An interactive visualization of the relationship between facial expressions and their emotional perception
What is this app about?
The app showcases that high-dimensional data can be used to understand complex phenomena of the real world. The visualization is powered by a statistical model which captures the relationship of dynamic facial expressions and perceived emotion. Emotions and their perception remain difficult to research for numerous reasons, some of which are associated with the methodological approaches traditionally employed. This is a call to use modern means of data collection and analysis for empirical research.
What’s special about emotions?
Emotions are part of everyday life, yet they prove to be difficult to conceptualize, and hence to measure and study, because of their transient and incorporeal nature. The debate about the appropriate theoretical framework for the study of emotions is as old as the research on them itself. Popular theories used in emotion research are, for example, Ekman’s basic emotion theory and the theory of constructed emotion by Russell and Feldman Barrett. These theories exemplify the divide between categorical and dimensional and between biological deterministic and constructivistic views on emotions. Even though based on fundamentally different views, both theories provide frameworks that have advanced our understanding of the phenomenon tremendously. However, both feature strong abstractions that limit our ability to describe expressed and perceived emotion and which bias research towards their theoretical underpinning.
What’s your approach?
Where simplification was once a necessity, we now have the tools to capture emotion expression and perception in detail with computer-aided methods. For example, emotion perceptions can be described by dimensional ratings or freehand labeling, and face tracking software can quantify a facial expression as a set of landmarks over time. Using such techniques, however, produces high-dimensional data for which traditional analysis methods of psychology are not suitable. Such methods are designed for inferential analysis of the relationship between a few selected variables; not of hundreds or thousands. We present an approach which allows the usage of high-dimensional data for inferential analysis. Additionally, this method is largely independent of any specific emotion framework and can be used to visualize the investigated relationship in a graphic way, as illustrated by the app.
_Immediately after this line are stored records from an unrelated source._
//! Cookie Guard - command line entry point
//!
//! Reads a JSON array of raw cookies (file or `-` for stdin) and prints
//! the classification as JSON.
//!
//! ```text
//! cookie-guard <cookies.json|-> [--host HOST] [--model PATH] [--heuristic] [--quick] [--block]
//! ```

use std::io::Read;
use std::sync::Arc;

use anyhow::{bail, Context, Result};
use serde_json::Value;

use cookie_guard_core::constants;
use cookie_guard_core::logic::cookie::normalize_value;
use cookie_guard_core::{
    CookieRecord, CookieScanner, HeuristicBackend, OnnxBackend, PredictiveAdapter, RiskConfig,
    ScanContext,
};

/// What the run prints
#[derive(Debug, Clone, Copy, PartialEq, Eq)]
enum Mode {
    /// Full scan result for the page
    Scan,
    /// Identities to remove, full scorer
    Block,
    /// Quick-scorer result
    QuickScan,
    /// Identities to remove, quick scorer
    QuickBlock,
}

struct Args {
    input: String,
    host: String,
    model: Option<String>,
    heuristic: bool,
    quick: bool,
    block: bool,
}

fn parse_args() -> Result<Args> {
    let mut args = Args {
        input: String::new(),
        host: String::new(),
        model: constants::get_model_path(),
        heuristic: false,
        quick: false,
        block: false,
    };

    let mut iter = std::env::args().skip(1);
    while let Some(arg) = iter.next() {
        match arg.as_str() {
            "--host" => args.host = iter.next().context("--host needs a value")?,
            "--model" => args.model = Some(iter.next().context("--model needs a value")?),
            "--heuristic" => args.heuristic = true,
            "--quick" => args.quick = true,
            "--block" => args.block = true,
            "-h" | "--help" => {
                println!(
                    "usage: cookie-guard <cookies.json|-> [--host HOST] [--model PATH] [--heuristic] [--quick] [--block]"
                );
                std::process::exit(0);
            }
            other if other.starts_with("--") => bail!("unknown option: {}", other),
            other => args.input = other.to_string(),
        }
    }

    if args.input.is_empty() {
        bail!("missing cookie file (use - for stdin)");
    }
    Ok(args)
}

/// Without a page hostname the full scorer would call every cookie
/// third-party, so a missing `--host` always means the quick scorer.
fn select_mode(args: &Args) -> Mode {
    let quick = args.quick || args.host.is_empty();
    match (quick, args.block) {
        (true, true) => Mode::QuickBlock,
        (true, false) => Mode::QuickScan,
        (false, true) => Mode::Block,
        (false, false) => Mode::Scan,
    }
}

fn read_cookies(input: &str) -> Result<Vec<CookieRecord>> {
    let content = if input == "-" {
        let mut buf = String::new();
        std::io::stdin().read_to_string(&mut buf).context("reading stdin")?;
        buf
    } else {
        std::fs::read_to_string(input).with_context(|| format!("reading {}", input))?
    };

    let parsed: Value = serde_json::from_str(&content).context("cookie input is not JSON")?;
    let records = match parsed {
        Value::Array(items) => items.iter().map(normalize_value).collect(),
        single => vec![normalize_value(&single)],
    };
    Ok(records)
}

#[tokio::main]
async fn main() -> Result<()> {
    env_logger::Builder::from_env(env_logger::Env::default().default_filter_or("info")).init();

    let args = parse_args()?;
    log::info!("Starting {} v{}", constants::APP_NAME, constants::APP_VERSION);

    let config = Arc::new(RiskConfig::from_env());
    let cookies = read_cookies(&args.input)?;

    let adapter = match (&args.model, args.heuristic) {
        (Some(path), _) => PredictiveAdapter::new(Box::new(OnnxBackend::new(path)), config.clone()),
        (None, true) => PredictiveAdapter::new(Box::new(HeuristicBackend::new()), config.clone()),
        (None, false) => PredictiveAdapter::rule_based_only(config.clone()),
    };
    adapter.load().await;

    let scanner = CookieScanner::new(adapter);
    let ctx = ScanContext::new(&args.host);

    let mode = select_mode(&args);
    if args.host.is_empty() && !args.quick {
        log::info!("No --host given, using quick triage");
    }

    let output = match mode {
        Mode::QuickBlock => serde_json::to_value(scanner.quick_block(&cookies))?,
        Mode::QuickScan => serde_json::to_value(scanner.quick_scan(&cookies))?,
        Mode::Block => serde_json::to_value(scanner.block_malicious(&cookies, &ctx).await)?,
        Mode::Scan => serde_json::to_value(scanner.scan(&cookies, &ctx).await)?,
    };

    println!("{}", serde_json::to_string_pretty(&output)?);
    log::info!("Engine status: {:?}", scanner.adapter().status());
    Ok(())
}
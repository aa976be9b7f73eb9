//! Cookie Module - Input records
//!
//! Raw cookie attributes from the browser store are untrusted and partial.
//! Everything downstream only ever sees a normalized `CookieRecord`.

pub mod record;
pub mod store;

pub use record::{normalize, normalize_value, CookieId, CookieRecord, RawCookie, SameSite};
pub use store::{removal_url, CookieStore, StoreError};
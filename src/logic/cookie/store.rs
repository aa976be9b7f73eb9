//! Cookie Store Collaborator
//!
//! The engine never deletes cookies itself. A store implementation
//! (browser bridge, test double) supplies raw cookies and performs removal.

use serde_json::Value;
use thiserror::Error;

/// Errors raised by a cookie store implementation
#[derive(Debug, Error)]
pub enum StoreError {
    #[error("cookie store unavailable: {0}")]
    Unavailable(String),
    #[error("failed to remove cookie {name} at {url}: {reason}")]
    RemoveFailed {
        url: String,
        name: String,
        reason: String,
    },
}

/// External cookie store accessor
pub trait CookieStore: Send + Sync {
    /// Raw cookie records visible for `url`
    fn get_all(&self, url: &str) -> Result<Vec<Value>, StoreError>;

    /// Remove cookie `name` scoped to `url`
    fn remove(&self, url: &str, name: &str) -> Result<(), StoreError>;
}

/// HTTPS URL a store needs to delete a cookie set on `domain`
pub fn removal_url(domain: &str) -> String {
    format!("https://{}", domain.strip_prefix('.').unwrap_or(domain))
}
//! Signal handling for graceful server shutdown.
//!
//! A first signal starts a graceful shutdown; the application installs a
//! second, silent listener that exits immediately if another one arrives.

use tokio::signal;
use tracing::info;

/// Waits for a termination signal (SIGINT or SIGTERM on Unix, Ctrl+C on
/// Windows) and logs that shutdown is starting.
///
/// # Returns
///
/// `Ok(())` once a signal is received, or an error if the handlers could not
/// be installed.
pub async fn setup_signal_handlers() -> Result<(), Box<dyn std::error::Error>> {
    setup_signal_handlers_silent().await?;
    info!("📡 Received shutdown signal - initiating graceful shutdown");
    Ok(())
}

pub async fn setup_signal_handlers_silent() -> Result<(), Box<dyn std::error::Error>> {
    #[cfg(unix)]
    {
        use signal::unix::{signal, SignalKind};

        let mut sigint = signal(SignalKind::interrupt())?;
        let mut sigterm = signal(SignalKind::terminate())?;

        tokio::select! {
            _ = sigint.recv() => (),
            _ = sigterm.recv() => ()
        }
    }

    #[cfg(windows)]
    signal::ctrl_c().await?;

    Ok(())
}
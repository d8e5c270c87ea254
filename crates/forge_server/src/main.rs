#[tokio::main]
async fn main() -> Result<(), Box<dyn std::error::Error>> {
    lib_forge_server::init().await
}
//! Decoding of client frames and routing them to the interpreter.

pub mod router;
pub mod types;

pub use router::route_client_message;
pub use types::ClientInput;
//! Banner shown to every new session.
//!
//! Greeting files are plain text with three kinds of lines:
//!
//! * `#` starts a comment, which is dropped
//! * `*` marks a line that is sent verbatim, minus the `*`
//! * anything else has its spaces replaced with `&nbsp;`
//!
//! Lines that end up empty are dropped.

use std::path::{Path, PathBuf};
use tracing::{info, warn};

const EMBEDDED_GREETING: &str = include_str!("../resources/greeting.txt");

pub trait GreetingLoader: Send + Sync {
    fn load(&self) -> Vec<String>;
}

/// Parses greeting text into output lines.
pub fn parse(text: &str) -> Vec<String> {
    text.lines()
        .map(|line| {
            if line.starts_with('#') {
                String::new()
            } else if let Some(verbatim) = line.strip_prefix('*') {
                verbatim.to_string()
            } else {
                line.replace(' ', "&nbsp;")
            }
        })
        .filter(|line| !line.is_empty())
        .collect()
}

/// Reads the greeting from a file on disk. A missing or unreadable file
/// yields no lines.
#[derive(Debug, Clone)]
pub struct FileGreetingLoader {
    path: PathBuf,
}

impl FileGreetingLoader {
    pub fn new(path: impl Into<PathBuf>) -> Self {
        Self { path: path.into() }
    }

    pub fn path(&self) -> &Path {
        &self.path
    }
}

impl GreetingLoader for FileGreetingLoader {
    fn load(&self) -> Vec<String> {
        match std::fs::read_to_string(&self.path) {
            Ok(text) => {
                info!("Loaded external greeting: {}", self.path.display());
                parse(&text)
            }
            Err(e) => {
                warn!("Unable to read external greeting {}: {}", self.path.display(), e);
                Vec::new()
            }
        }
    }
}

/// The greeting compiled into the binary.
#[derive(Debug, Clone, Copy, Default)]
pub struct EmbeddedGreetingLoader;

impl GreetingLoader for EmbeddedGreetingLoader {
    fn load(&self) -> Vec<String> {
        info!("Loaded embedded greeting");
        parse(EMBEDDED_GREETING)
    }
}

/// Prefers the file greeting and falls back to the embedded one when the
/// file gives nothing.
#[derive(Debug, Clone)]
pub struct CompositeGreetingLoader {
    file: FileGreetingLoader,
    embedded: EmbeddedGreetingLoader,
}

impl CompositeGreetingLoader {
    pub fn new(path: impl Into<PathBuf>) -> Self {
        Self {
            file: FileGreetingLoader::new(path),
            embedded: EmbeddedGreetingLoader,
        }
    }
}

impl GreetingLoader for CompositeGreetingLoader {
    fn load(&self) -> Vec<String> {
        let greeting = self.file.load();

        if greeting.is_empty() {
            self.embedded.load()
        } else {
            greeting
        }
    }
}
//! Identity verification seam.
//!
//! The interpreter never sees credentials storage. It asks an
//! [`Authenticator`] to verify, create and delete accounts, and to bind or
//! release the session of a connection.

pub mod memory;
pub mod password;

pub use memory::MemoryAuthenticator;
pub use password::{Argon2PasswordEncoder, PasswordEncoder};

use crate::error::ForgeError;
use crate::model::ConnectionId;
use async_trait::async_trait;

/// Failures reported by an [`Authenticator`].
#[derive(Debug, Clone, PartialEq, Eq, thiserror::Error)]
pub enum AuthError {
    /// Unknown name or wrong password
    #[error("Bad credentials")]
    BadCredentials,

    /// An account with this name already exists
    #[error("User already exists: {0}")]
    UserExists(String),

    /// The backing service failed
    #[error("Authentication backend failure: {0}")]
    Backend(String),
}

impl From<AuthError> for ForgeError {
    fn from(err: AuthError) -> Self {
        ForgeError::Auth(err.to_string())
    }
}

/// Verifies identities and binds them to connections.
#[async_trait]
pub trait Authenticator: Send + Sync {
    /// Checks `name`/`password` and, on success, binds the session of
    /// `connection_id` to that identity.
    async fn authenticate(
        &self,
        name: &str,
        password: &str,
        connection_id: ConnectionId,
    ) -> Result<(), AuthError>;

    async fn user_exists(&self, name: &str) -> Result<bool, AuthError>;

    /// Registers `name` with an already encoded password.
    async fn create_user(&self, name: &str, encoded_password: &str) -> Result<(), AuthError>;

    async fn delete_user(&self, name: &str) -> Result<(), AuthError>;

    /// Releases any identity bound to `connection_id`. Releasing an unbound
    /// connection is not an error.
    async fn end_session(&self, connection_id: ConnectionId) -> Result<(), AuthError>;
}
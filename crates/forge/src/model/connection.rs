//! Durable per-session state.
//!
//! A [`Connection`] is created when a client first subscribes for output and
//! lives until the session disconnects. It is persisted through the store as
//! a [`ConnectionRecord`], whose state fields are plain strings.

use super::state::ConnectionState;
use crate::error::ForgeError;
use serde::{Deserialize, Serialize};
use uuid::Uuid;

/// Type alias for connection identifiers.
///
/// Connection IDs are assigned once at creation and never change.
pub type ConnectionId = Uuid;

/// Transport-level address used to deliver output to a session.
#[derive(Debug, Clone, PartialEq, Eq, Hash, Serialize, Deserialize)]
pub struct SessionAddress {
    /// Principal name the transport delivers to
    pub username: String,
    /// Transport session identifier
    pub session_id: String,
}

impl SessionAddress {
    pub fn new(username: impl Into<String>, session_id: impl Into<String>) -> Self {
        Self {
            username: username.into(),
            session_id: session_id.into(),
        }
    }
}

/// Server-side state of one client session.
#[derive(Debug, Clone, PartialEq, Serialize, Deserialize)]
#[serde(try_from = "ConnectionRecord", into = "ConnectionRecord")]
pub struct Connection {
    /// Unique, immutable identifier
    pub id: ConnectionId,

    /// Where output for this connection is delivered (None until the
    /// transport handshake finished)
    pub session: Option<SessionAddress>,

    /// Remote address of the client, informational only
    pub remote_address: Option<String>,

    /// Committed display name, set once a character is attached
    pub name: Option<String>,

    /// Current primary and secondary state
    pub state: ConnectionState,

    /// Pending value carried across login steps
    pub scratch: Option<String>,
}

impl Connection {
    /// Creates a fresh connection in the default login state.
    pub fn new(session: Option<SessionAddress>, remote_address: Option<String>) -> Self {
        Self {
            id: Uuid::new_v4(),
            session,
            remote_address,
            name: None,
            state: ConnectionState::default(),
            scratch: None,
        }
    }

    /// The name prompts should show: the pending one while logging in,
    /// the committed one afterwards.
    pub fn display_name(&self) -> &str {
        self.scratch
            .as_deref()
            .or(self.name.as_deref())
            .unwrap_or_default()
    }

    /// Human readable origin used in audit logs.
    pub fn origin(&self) -> &str {
        self.remote_address.as_deref().unwrap_or("(unknown)")
    }
}

/// Persisted shape of a [`Connection`].
#[derive(Debug, Clone, PartialEq, Serialize, Deserialize)]
pub struct ConnectionRecord {
    pub id: ConnectionId,
    pub session_username: Option<String>,
    pub session_id: Option<String>,
    pub remote_address: Option<String>,
    pub name: Option<String>,
    pub primary_state: String,
    pub secondary_state: Option<String>,
    pub scratch: Option<String>,
}

impl From<Connection> for ConnectionRecord {
    fn from(connection: Connection) -> Self {
        ConnectionRecord::from(&connection)
    }
}

impl From<&Connection> for ConnectionRecord {
    fn from(connection: &Connection) -> Self {
        let (primary, secondary) = connection.state.to_parts();
        let (session_username, session_id) = match &connection.session {
            Some(session) => (Some(session.username.clone()), Some(session.session_id.clone())),
            None => (None, None),
        };

        Self {
            id: connection.id,
            session_username,
            session_id,
            remote_address: connection.remote_address.clone(),
            name: connection.name.clone(),
            primary_state: primary.to_string(),
            secondary_state: secondary.map(str::to_string),
            scratch: connection.scratch.clone(),
        }
    }
}

impl TryFrom<ConnectionRecord> for Connection {
    type Error = ForgeError;

    fn try_from(record: ConnectionRecord) -> Result<Self, Self::Error> {
        let state = ConnectionState::from_parts(
            &record.primary_state,
            record.secondary_state.as_deref(),
        )?;

        // Both halves of the address are needed to reach the session.
        let session = match (record.session_username, record.session_id) {
            (Some(username), Some(session_id)) => Some(SessionAddress { username, session_id }),
            _ => None,
        };

        Ok(Self {
            id: record.id,
            session,
            remote_address: record.remote_address,
            name: record.name,
            state,
            scratch: record.scratch,
        })
    }
}
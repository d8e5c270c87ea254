//! Error types and handling for the Forge core.
//!
//! This module defines the error types that can occur while interpreting
//! input, talking to the store or authenticator, and serving connections.

/// Enumeration of possible Forge errors.
///
/// Validation problems and bad credentials never show up here: those are
/// recovered inside the login interpreter and rendered as output lines.
/// Everything in this enum is either an operational fault or a data
/// consistency fault that the caller has to see.
#[derive(Debug, thiserror::Error)]
pub enum ForgeError {
    /// Network-related errors such as binding failures or handshake issues
    #[error("Network error: {0}")]
    Network(String),

    /// Internal errors that indicate a bug in the interpreter wiring
    #[error("Internal error: {0}")]
    Internal(String),

    /// The store could not read or write a record
    #[error("Store error: {0}")]
    Store(String),

    /// The authenticator failed for a reason other than bad credentials
    #[error("Authentication backend error: {0}")]
    Auth(String),

    /// A record that must exist could not be found
    #[error("Missing record: {0}")]
    MissingRecord(String),

    /// A persisted state value does not name any known state
    #[error("Unknown connection state: primary={primary}, secondary={secondary:?}")]
    UnknownState {
        primary: String,
        secondary: Option<String>,
    },
}

impl ForgeError {
    /// Whether this error is a data consistency fault that must be
    /// surfaced to the caller instead of being turned into a generic message.
    pub fn is_missing_record(&self) -> bool {
        matches!(self, ForgeError::MissingRecord(_))
    }
}
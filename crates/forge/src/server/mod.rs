//! WebSocket transport.
//!
//! This module contains the server structure and the per-connection
//! handling that feeds client lines into the session service.

pub mod core;
pub mod handlers;

pub use core::ForgeServer;
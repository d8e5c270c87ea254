//! Name and password rules for new and returning players.
//!
//! Validators are pure: they either hand the candidate back unchanged or
//! return an [`InvalidInput`] whose message is shown to the player as is.

/// A rejected name or password, carrying the message shown to the player.
#[derive(Debug, Clone, PartialEq, Eq, thiserror::Error)]
pub enum InvalidInput {
    #[error("Names may not contain whitespace.")]
    NameWhitespace,

    #[error("Names may only contain letters.")]
    NameNotLetters,

    #[error("Names must be at least 3 letters long.")]
    NameTooShort,

    #[error("Names may not be longer than 30 letters.")]
    NameTooLong,

    #[error("Names must begin with an upper case letter.")]
    NameLowercaseFirst,

    #[error("Names must not contain upper case letters other than the first.")]
    NameInnerUppercase,

    #[error("Passwords must be at least 8 characters.")]
    PasswordTooShort,
}

pub const MIN_NAME_LENGTH: usize = 3;
pub const MAX_NAME_LENGTH: usize = 30;
pub const MIN_PASSWORD_LENGTH: usize = 8;

/// Checks a character name. The first failing rule wins.
pub fn validate_name(candidate: &str) -> Result<&str, InvalidInput> {
    if candidate.chars().any(char::is_whitespace) {
        return Err(InvalidInput::NameWhitespace);
    }

    if !candidate.chars().all(|c| c.is_ascii_alphabetic()) {
        return Err(InvalidInput::NameNotLetters);
    }

    // Only ASCII letters remain, so bytes and characters line up.
    if candidate.len() < MIN_NAME_LENGTH {
        return Err(InvalidInput::NameTooShort);
    }

    if candidate.len() > MAX_NAME_LENGTH {
        return Err(InvalidInput::NameTooLong);
    }

    let mut chars = candidate.chars();
    if !chars.next().is_some_and(|c| c.is_ascii_uppercase()) {
        return Err(InvalidInput::NameLowercaseFirst);
    }

    if chars.any(|c| c.is_ascii_uppercase()) {
        return Err(InvalidInput::NameInnerUppercase);
    }

    Ok(candidate)
}

/// Checks a password. Only the length is constrained.
pub fn validate_password(candidate: &str) -> Result<&str, InvalidInput> {
    if candidate.chars().count() < MIN_PASSWORD_LENGTH {
        return Err(InvalidInput::PasswordTooShort);
    }

    Ok(candidate)
}

#[cfg(test)]
mod tests {
    use super::*;

    #[test]
    fn test_valid_names() {
        for name in ["Dani", "Scion", "Abc", "Abcdefghijklmnopqrstuvwxyzabcd"] {
            assert_eq!(validate_name(name), Ok(name));
        }
    }

    #[test]
    fn test_name_messages() {
        let cases = [
            ("Dani Filth", "Names may not contain whitespace."),
            ("Dani\t", "Names may not contain whitespace."),
            ("D4ni", "Names may only contain letters."),
            ("Dani!", "Names may only contain letters."),
            ("", "Names must be at least 3 letters long."),
            ("Da", "Names must be at least 3 letters long."),
            (
                "Abcdefghijklmnopqrstuvwxyzabcde",
                "Names may not be longer than 30 letters.",
            ),
            ("dani", "Names must begin with an upper case letter."),
            (
                "DaNi",
                "Names must not contain upper case letters other than the first.",
            ),
        ];

        for (candidate, message) in cases {
            let err = validate_name(candidate).unwrap_err();
            assert_eq!(err.to_string(), message, "candidate {candidate:?}");
        }
    }

    #[test]
    fn test_first_failure_wins() {
        // Whitespace is checked before the letters-only rule and length.
        assert_eq!(validate_name("a 1"), Err(InvalidInput::NameWhitespace));
        // Non-letters are checked before length.
        assert_eq!(validate_name("1"), Err(InvalidInput::NameNotLetters));
        // Length is checked before case.
        assert_eq!(validate_name("ab"), Err(InvalidInput::NameTooShort));
    }

    #[test]
    fn test_non_ascii_letters_rejected() {
        assert_eq!(validate_name("Dàni"), Err(InvalidInput::NameNotLetters));
    }

    #[test]
    fn test_passwords() {
        assert_eq!(validate_password("password"), Ok("password"));
        assert_eq!(validate_password("a b c d e"), Ok("a b c d e"));

        let err = validate_password("secret").unwrap_err();
        assert_eq!(err.to_string(), "Passwords must be at least 8 characters.");
    }
}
Is there deep learning involved?
No. Deep learning is a novel technology that has produced astonishing results. It can generate photorealistic faces, completely artificial accommodation ads and much more. By looking at these deep learning examples, it becomes quite clear that the essential structure of the subject was captured in the latent space of the models. However, assessing how that latent structure is laid out, i.e. how individual features relate to one another, is difficult because of the opacity of the model caused by the distribution of the computation across neurons. As a result, deep learning models are great for prediction and data generation, but lack interpretability.
So, how did you do this?
We combined emotion ratings and face tracking data obtained from facial expression videos with a technique called Partial Least Squares (PLS). PLS discovers interpretable latent variables which can also be tested for statistical significance. More details and results in a publication currently in preparation.
What did you use to build it?
- Face tracking landmarks were extracted with the amazing OpenFace
- PLS analysis was carried out in an R package (plsr) written by Jan Schneider and Timothy Brick.
Install in R withinstall.packages("plsr"). Caution: version 0.0.1! still experimental! - The app was built in React
What is it good for?
With this technique, perception, something that appears to be entirely subjective and inaccessible, can be compared objectively between groups or individuals. This is not limited to the emotional perception of facial expressions, but can be applied to any other perceptual process. The technique also allows mapping between different perceptions. For example, it could be used to capture how two individuals perceive emotions in facial expressions. Then, using this technique, it is possible to calculate how an expression that evokes a certain emotional response in one individual has to be modified to evoke the same response in the other individual.
Some facial expressions look unrealistic or distorted. What’s going on?
Several things are responsible here. First, tracking errors from the face tracking data will carry over into the model predictions. Open mouths in particular are notoriously hard to track. Second, prediction might fail when moving too far away from the original data, which might be the case for some combinations of the sliders. When sliders turn red they are set to negative values, which are also not present in the original data. This in particular might produce very unrealistic or comical faces, however, it might be useful to understand the effect of a particular emotion dimension, as the negative range will have the exact opposite effect of the positive range on the facial expression. Third, facial expressions might contain nonlinear information that cannot be sufficiently approximated by the linear PLS model.